Pastor and Grammy-Winning Gospel Artist Smokie Norful to Release First Book

take_the_lid_off_cover_imageWhen the pressure of life seems to boil over—and it does for everyone—Pastor and Grammy-winning musician Smokie Norful has one piece of advice: take the lid off. This concept was inspired by watching his grandmother make her signature dish of sweet rice. When the heat got too high, the pot began hissing and boiling over, like it was about to explode. His grandmother would remind him the only way to avoid an eruption is to remove the lid. Similarly, the only way to avoid an emotional overload is to take our own lids off—that is, to stop being trapped inside ourselves and instead look to God and his grace to show us the strategy for becoming all he intends us to be.

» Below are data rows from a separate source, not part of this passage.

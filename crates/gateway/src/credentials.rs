//! The four credential-management endpoints nested under `/connectors`.
//! Every response is JSON; credential values never appear in a response
//! body, only `present`/`valid` booleans.

use axum::extract::{Path, State};
use axum::http::StatusCode;
use axum::response::Json;
use cplane_core::RegistryError;
use serde::{Deserialize, Serialize};
use serde_json::Value;

use crate::SharedState;

#[derive(Deserialize)]
pub struct StoreCredentialRequest {
    pub vault_key: String,
    pub value: String,
    #[serde(rename = "type")]
    pub credential_type: String,
}

#[derive(Serialize)]
pub struct StoreCredentialResponse {
    pub vault_key: String,
    pub stored: bool,
}

pub async fn store_credential(
    State(state): State<SharedState>,
    Path(connector_id): Path<String>,
    Json(body): Json<StoreCredentialRequest>,
) -> Result<Json<StoreCredentialResponse>, (StatusCode, Json<Value>)> {
    let manifest = resolve_manifest(&state, &connector_id)?;

    let declared = manifest
        .required_credentials
        .iter()
        .any(|spec| spec.vault_key == body.vault_key);
    if !declared {
        return Err(error(
            StatusCode::BAD_REQUEST,
            format!(
                "vault key '{}' is not declared by connector '{connector_id}'",
                body.vault_key
            ),
        ));
    }

    state.vault.store(&body.vault_key, &body.value, &body.credential_type);
    state.vault.grant_connector_access(&connector_id, &manifest);

    Ok(Json(StoreCredentialResponse {
        vault_key: body.vault_key,
        stored: true,
    }))
}

#[derive(Serialize)]
pub struct CredentialStatusEntry {
    pub name: String,
    pub vault_key: String,
    #[serde(rename = "type")]
    pub credential_type: String,
    pub required: bool,
    pub present: bool,
}

#[derive(Serialize)]
pub struct CredentialStatusResponse {
    pub connector_id: String,
    pub credentials: Vec<CredentialStatusEntry>,
}

pub async fn credential_status(
    State(state): State<SharedState>,
    Path(connector_id): Path<String>,
) -> Result<Json<CredentialStatusResponse>, (StatusCode, Json<Value>)> {
    let manifest = resolve_manifest(&state, &connector_id)?;

    let credentials = manifest
        .required_credentials
        .iter()
        .map(|spec| CredentialStatusEntry {
            name: spec.name.clone(),
            vault_key: spec.vault_key.clone(),
            credential_type: spec.credential_type.clone(),
            required: spec.required,
            present: state.vault.exists(&spec.vault_key),
        })
        .collect();

    Ok(Json(CredentialStatusResponse {
        connector_id,
        credentials,
    }))
}

#[derive(Serialize)]
pub struct DeleteCredentialResponse {
    pub vault_key: String,
    pub deleted: bool,
}

pub async fn delete_credential(
    State(state): State<SharedState>,
    Path((connector_id, vault_key)): Path<(String, String)>,
) -> Result<Json<DeleteCredentialResponse>, (StatusCode, Json<Value>)> {
    resolve_manifest(&state, &connector_id)?;

    let deleted = state.vault.delete(&vault_key);
    if deleted {
        state.vault.revoke_grant(&connector_id, &vault_key);
    }

    Ok(Json(DeleteCredentialResponse { vault_key, deleted }))
}

#[derive(Serialize)]
pub struct ValidateCredentialsResponse {
    pub connector_id: String,
    pub valid: bool,
    pub missing: Vec<String>,
}

pub async fn validate_credentials(
    State(state): State<SharedState>,
    Path(connector_id): Path<String>,
) -> Result<Json<ValidateCredentialsResponse>, (StatusCode, Json<Value>)> {
    let manifest = resolve_manifest(&state, &connector_id)?;

    let missing: Vec<String> = manifest
        .required_credentials
        .iter()
        .filter(|spec| spec.required && !state.vault.exists(&spec.vault_key))
        .map(|spec| spec.vault_key.clone())
        .collect();

    let valid = state
        .registry
        .with_connector(&connector_id, |c| c.validate_credentials(&state.vault))
        .map_err(registry_error_response)?;

    Ok(Json(ValidateCredentialsResponse {
        connector_id,
        valid,
        missing,
    }))
}

fn resolve_manifest(
    state: &SharedState,
    connector_id: &str,
) -> Result<cplane_core::ConnectorManifest, (StatusCode, Json<Value>)> {
    state
        .registry
        .with_connector(connector_id, |c| c.manifest().clone())
        .map_err(registry_error_response)
}

fn registry_error_response(err: RegistryError) -> (StatusCode, Json<Value>) {
    error(StatusCode::NOT_FOUND, err.to_string())
}

fn error(status: StatusCode, message: String) -> (StatusCode, Json<Value>) {
    (status, Json(serde_json::json!({ "error": message })))
}

#[cfg(test)]
mod tests {
    use super::*;
    use crate::tests_support::test_state;
    use axum::body::Body;
    use axum::http::Request;
    use cplane_connectors::EchoConnector;
    use tower::ServiceExt;

    #[tokio::test]
    async fn credential_status_lists_nothing_for_echo() {
        let dir = tempfile::tempdir().unwrap();
        let state = test_state(vec![Box::new(EchoConnector::new())], dir.path());
        let app = crate::build_router(state);

        let req = Request::builder()
            .uri("/connectors/echo/credentials/status")
            .header("Authorization", "Bearer test-token")
            .body(Body::empty())
            .unwrap();
        let response = app.oneshot(req).await.unwrap();
        assert_eq!(response.status(), StatusCode::OK);
    }

    #[tokio::test]
    async fn unknown_connector_is_404() {
        let dir = tempfile::tempdir().unwrap();
        let state = test_state(vec![], dir.path());
        let app = crate::build_router(state);

        let req = Request::builder()
            .uri("/connectors/nope/credentials/status")
            .header("Authorization", "Bearer test-token")
            .body(Body::empty())
            .unwrap();
        let response = app.oneshot(req).await.unwrap();
        assert_eq!(response.status(), StatusCode::NOT_FOUND);
    }
}
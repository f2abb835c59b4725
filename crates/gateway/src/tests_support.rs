//! Shared test fixtures for gateway handler/router tests.

use crate::{GatewayState, SharedState};
use cplane_config::{CatalogConfig, VaultAuditSection, VaultConfig, VaultEncryptionSection, VaultStorageSection};
use cplane_connectors::Connector;
use cplane_proxy::ConnectorRegistry;
use cplane_vault::CredentialVault;
use std::sync::Arc;

/// `dir` must outlive the returned state — callers hold the `TempDir`
/// for the duration of the test.
pub fn test_state(connectors: Vec<Box<dyn Connector>>, dir: &std::path::Path) -> SharedState {
    let registry = Arc::new(ConnectorRegistry::new(CatalogConfig::default()));
    for connector in connectors {
        registry.register(connector).expect("test connector registration");
    }

    let vault = Arc::new(CredentialVault::new(&VaultConfig {
        storage: VaultStorageSection {
            path: dir.join("vault.db"),
            backup_path: dir.join("vault.db.bak"),
        },
        encryption: VaultEncryptionSection {
            key_env_var: "CPLANE_TEST_GATEWAY_KEY_UNUSED".into(),
        },
        audit: VaultAuditSection {
            log_access: false,
            log_path: dir.join("audit.log"),
        },
    }));

    Arc::new(GatewayState {
        registry,
        vault,
        bearer_token: Some("test-token".to_string()),
    })
}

This is the premise behind Norful’s new book Take the Lid Off: Trust God, Release the Pressure, and Find the Life He Wants for You (Thomas Nelson, September 5, 2017). In Take the Lid Off, Norful—who is the founder and pastor of Victory Cathedral Worship Center, a congregation of 5,000 members with three campuses in the Chicagoland area—outlines four steps that help us to relieve the pressure and draw closer to God in the process:

  1. Look Inward, experiencing the cleansing of forgiveness and the power of God.
  2. Look Outward, seeking for others to experience the joy of living for God and have the best God has to offer.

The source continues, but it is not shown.